Well I was about 76kg @ 14% in the pics in the OP, sitting at 80-81kg with at least 2kg being water weight from creatine, I think I have around 4-6kg to lose to be at my goal of 10% bf, I have 12 weeks so shouldn't be too hard, hopefully!

Think I'm going to do an 8 week course in Sept, 30-50mg/d, then next year I'll start taking a pin in the a$s


----------



## The L Man (Sep 13, 2010)

robdobbie said:


> Well I was about 76kg @ 14% in the pics in the OP, sitting at 80-81kg with at least 2kg being water weight from creatine, I think I have around 4-6kg to lose to be at my goal of 10% bf, I have 12 weeks so shouldn't be too hard, hopefully!
> 
> Think I'm going to do an 8 week course in Sept, 30-50mg/d, then next year I'll start taking a pin in the a$s


Sounds like you got it all sussed out. Good luck mate! :thumbup1:


----------



## lxm (Jul 26, 2011)

Hi mate. first time ive spotted this journal, very impressive progress through the last two years! Where you started off is pretty much where I am now only difference ive got alot of flab ontop! Good inspiration.

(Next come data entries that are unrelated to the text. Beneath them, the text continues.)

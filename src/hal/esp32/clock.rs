//! Monotonic millisecond clock from the ESP-IDF high-resolution timer.

use crate::traits::Clock;

/// Milliseconds since boot, read from `esp_timer_get_time()`.
///
/// The timer is 64-bit and never wraps in practice, so it is safe to use
/// for the backoff and inactivity deadlines.
///
/// # Example
///
/// ```ignore
/// use room_fx::hal::esp32::Esp32Clock;
/// use room_fx::traits::Clock;
///
/// let clock = Esp32Clock::new();
/// runtime.run_once(clock.now_ms())?;
/// ```
#[derive(Clone, Copy, Debug, Default)]
pub struct Esp32Clock;

impl Esp32Clock {
    /// Create a clock handle.
    #[inline]
    pub fn new() -> Self {
        Self
    }
}

impl Clock for Esp32Clock {
    #[inline]
    fn now_ms(&self) -> u64 {
        // Plain read of the system timer.
        let micros = unsafe { esp_idf_hal::sys::esp_timer_get_time() };
        micros.max(0) as u64 / 1000
    }
}
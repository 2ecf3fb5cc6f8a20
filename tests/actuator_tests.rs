//! Actuator behaviour through the controller, observed at the output sink.

use room_fx::hal::MockSink;
use room_fx::{Config, Direction, Phase, RoomController};

const TICK: u64 = 20;

fn controller() -> RoomController<MockSink> {
    RoomController::new(&Config::default(), MockSink::new(), 0)
}

fn send(c: &mut RoomController<MockSink>, topic: &str, payload: &str, now: u64) -> String {
    c.handle_message(topic, payload.as_bytes(), now)
        .map(|r| r.payload().as_str().to_string())
        .unwrap_or_default()
}

/// Run `ticks` updates after `now`, returning the new time.
fn run(c: &mut RoomController<MockSink>, mut now: u64, ticks: u32) -> u64 {
    for _ in 0..ticks {
        now += TICK;
        c.update(now, true);
    }
    now
}

#[test]
fn on_then_one_tick_drives_output() {
    let mut c = controller();
    assert_eq!(send(&mut c, "room1/motor1", "ON:50:R", 0), "OK");
    run(&mut c, 0, 1);

    assert!(c.sink().is_enabled(0));
    assert_eq!(c.sink().last_output(0), Some((5, Direction::Right)));
    // motor2 untouched
    assert!(!c.sink().is_enabled(1));
}

#[test]
fn reversal_decelerates_flips_and_accelerates() {
    let mut c = controller();
    send(&mut c, "room1/motor1", "ON:80:L", 0);
    let now = run(&mut c, 0, 16);
    assert_eq!(c.actuator("motor1").unwrap().current_speed(), 80);

    assert_eq!(send(&mut c, "room1/motor1", "DIR:R", now), "OK");
    assert!(matches!(
        c.actuator("motor1").unwrap().phase(),
        Phase::Reversing {
            pending: Direction::Right,
            saved_speed: 80
        }
    ));

    run(&mut c, now, 32);
    let motor = c.actuator("motor1").unwrap();
    assert_eq!(motor.current_speed(), 80);
    assert_eq!(motor.direction(), Direction::Right);

    let history = c.sink().output_history(0);
    let flip = history
        .iter()
        .position(|&(_, dir)| dir == Direction::Right)
        .unwrap();
    // Direction changes only at zero duty
    assert_eq!(history[flip].0, 0);
    assert!(history[..flip].iter().all(|&(_, dir)| dir != Direction::Right));
    assert!(history[flip..].iter().all(|&(_, dir)| dir == Direction::Right));
    assert_eq!(history.last(), Some(&(80, Direction::Right)));
}

#[test]
fn slew_never_exceeds_step() {
    let mut c = controller();
    send(&mut c, "room1/motor1", "ON:100:L", 0);
    let now = run(&mut c, 0, 10);
    send(&mut c, "room1/motor1", "SPEED:15", now);
    let now = run(&mut c, now, 10);
    send(&mut c, "room1/motor1", "ON:90:R", now);
    let now = run(&mut c, now, 30);
    send(&mut c, "room1/motor1", "OFF", now);
    run(&mut c, now, 30);

    let duties = c.sink().duty_history(0);
    assert!(duties.len() > 40);
    for pair in duties.windows(2) {
        assert!(pair[0].abs_diff(pair[1]) <= 5, "jump {:?}", pair);
    }
}

#[test]
fn ramp_tracks_line_and_is_monotone() {
    let mut c = controller();
    send(&mut c, "room1/motor2", "ON:100:L:1000", 0);

    let mut last = 0;
    let mut now = 0;
    while now < 1_000 {
        now += TICK;
        c.update(now, true);
        let speed = c.actuator("motor2").unwrap().current_speed();
        assert_eq!(u64::from(speed), 100 * now / 1_000);
        assert!(speed >= last);
        last = speed;
    }
    assert_eq!(last, 100);
    assert!(matches!(
        c.actuator("motor2").unwrap().phase(),
        Phase::Running(Direction::Left, 100)
    ));
}

#[test]
fn off_decelerates_then_disables() {
    let mut c = controller();
    send(&mut c, "room1/motor1", "ON:30:R", 0);
    let now = run(&mut c, 0, 6);
    assert_eq!(send(&mut c, "room1/motor1", "OFF", now), "OK");

    // Still driving while slowing down
    let now = run(&mut c, now, 3);
    assert_eq!(c.actuator("motor1").unwrap().current_speed(), 15);
    assert!(c.sink().is_enabled(0));

    run(&mut c, now, 3);
    let motor = c.actuator("motor1").unwrap();
    assert_eq!(motor.current_speed(), 0);
    assert!(!motor.is_enabled());
    assert_eq!(motor.direction(), Direction::Stopped);
    assert!(!c.sink().is_enabled(0));
}

#[test]
fn stop_forces_everything_off_immediately() {
    let mut c = controller();
    send(&mut c, "room1/motor1", "ON:80:L", 0);
    send(&mut c, "room1/motor2", "ON:60:R", 0);
    let now = run(&mut c, 0, 20);

    let reply = c.handle_message("room1/STOP", b"", now).unwrap();
    assert_eq!(reply.topic.as_str(), "room1/STOP/feedback");
    assert_eq!(reply.payload().as_str(), "OK");

    assert!(c.all_off());
    for ch in 0..2 {
        assert!(!c.sink().is_enabled(ch));
        assert_eq!(c.sink().last_output(ch), Some((0, Direction::Stopped)));
    }
}

#[test]
fn commands_on_disabled_actuator_are_reported() {
    let mut c = controller();
    assert_eq!(
        send(&mut c, "room1/motor1", "SPEED:40", 0),
        "ERROR: ignored, actuator not enabled"
    );
    assert_eq!(
        send(&mut c, "room1/motor1", "DIR:R", 0),
        "ERROR: ignored, actuator not enabled"
    );
    run(&mut c, 0, 5);
    assert_eq!(c.actuator("motor1").unwrap().current_speed(), 0);
    assert!(!c.sink().is_enabled(0));
}

#[test]
fn speed_change_during_reversal_applies_after_flip() {
    let mut c = controller();
    send(&mut c, "room1/motor1", "ON:40:L", 0);
    let now = run(&mut c, 0, 8);
    send(&mut c, "room1/motor1", "DIR:R", now);
    assert_eq!(send(&mut c, "room1/motor1", "SPEED:20", now), "OK");

    run(&mut c, now, 8 + 4);
    let motor = c.actuator("motor1").unwrap();
    assert_eq!(motor.direction(), Direction::Right);
    assert_eq!(motor.current_speed(), 20);
}
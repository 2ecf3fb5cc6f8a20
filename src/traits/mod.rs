//! Trait definitions for hardware abstraction and networking.
//!
//! This module defines the core abstractions that allow room-fx to:
//! - Drive different output hardware (H-bridge PWM, relay GPIO, I2C expander)
//! - Run against different network stacks (esp-idf, rumqttc, mocks)
//!
//! # Submodules
//!
//! - `hardware`: Output sink, clock, watchdog, system restart
//! - `network`: WiFi link and MQTT transport

pub mod hardware;
pub mod network;

pub use hardware::*;
pub use network::*;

Lman, tom90, yourself & me all similar ages ? 21ish ?


----------



## Tom90 (Jan 29, 2010)

Haha €800 probably isn't enough either! :lol:

When I go on holidays I take resistance bands with me, can get a decent pump with them before going out :lol:

Yeah @lxm I'm 22. Been lifting around 4 years but seriously the last year has been the only time I've made any progress, actually lost some weight now and have little muscles, bulking cycle needed...


----------



## lxm (Jul 26, 2011)

Ive noticed that we could all be in a similar bracket, DNP worked a treat on you mate!

So Lman creating a crew ? whos in. :innocent:


----------



## Robbie789 (Sep 6, 2012)

lxm said:


> Hi mate. first time ive spotted this journal, very impressive progress through the last two years! Where you started off is pretty much where I am now only difference ive got alot of flab ontop! Good inspiration.
> 
> Lman, tom90, yourself & me all similar ages ? 21ish ?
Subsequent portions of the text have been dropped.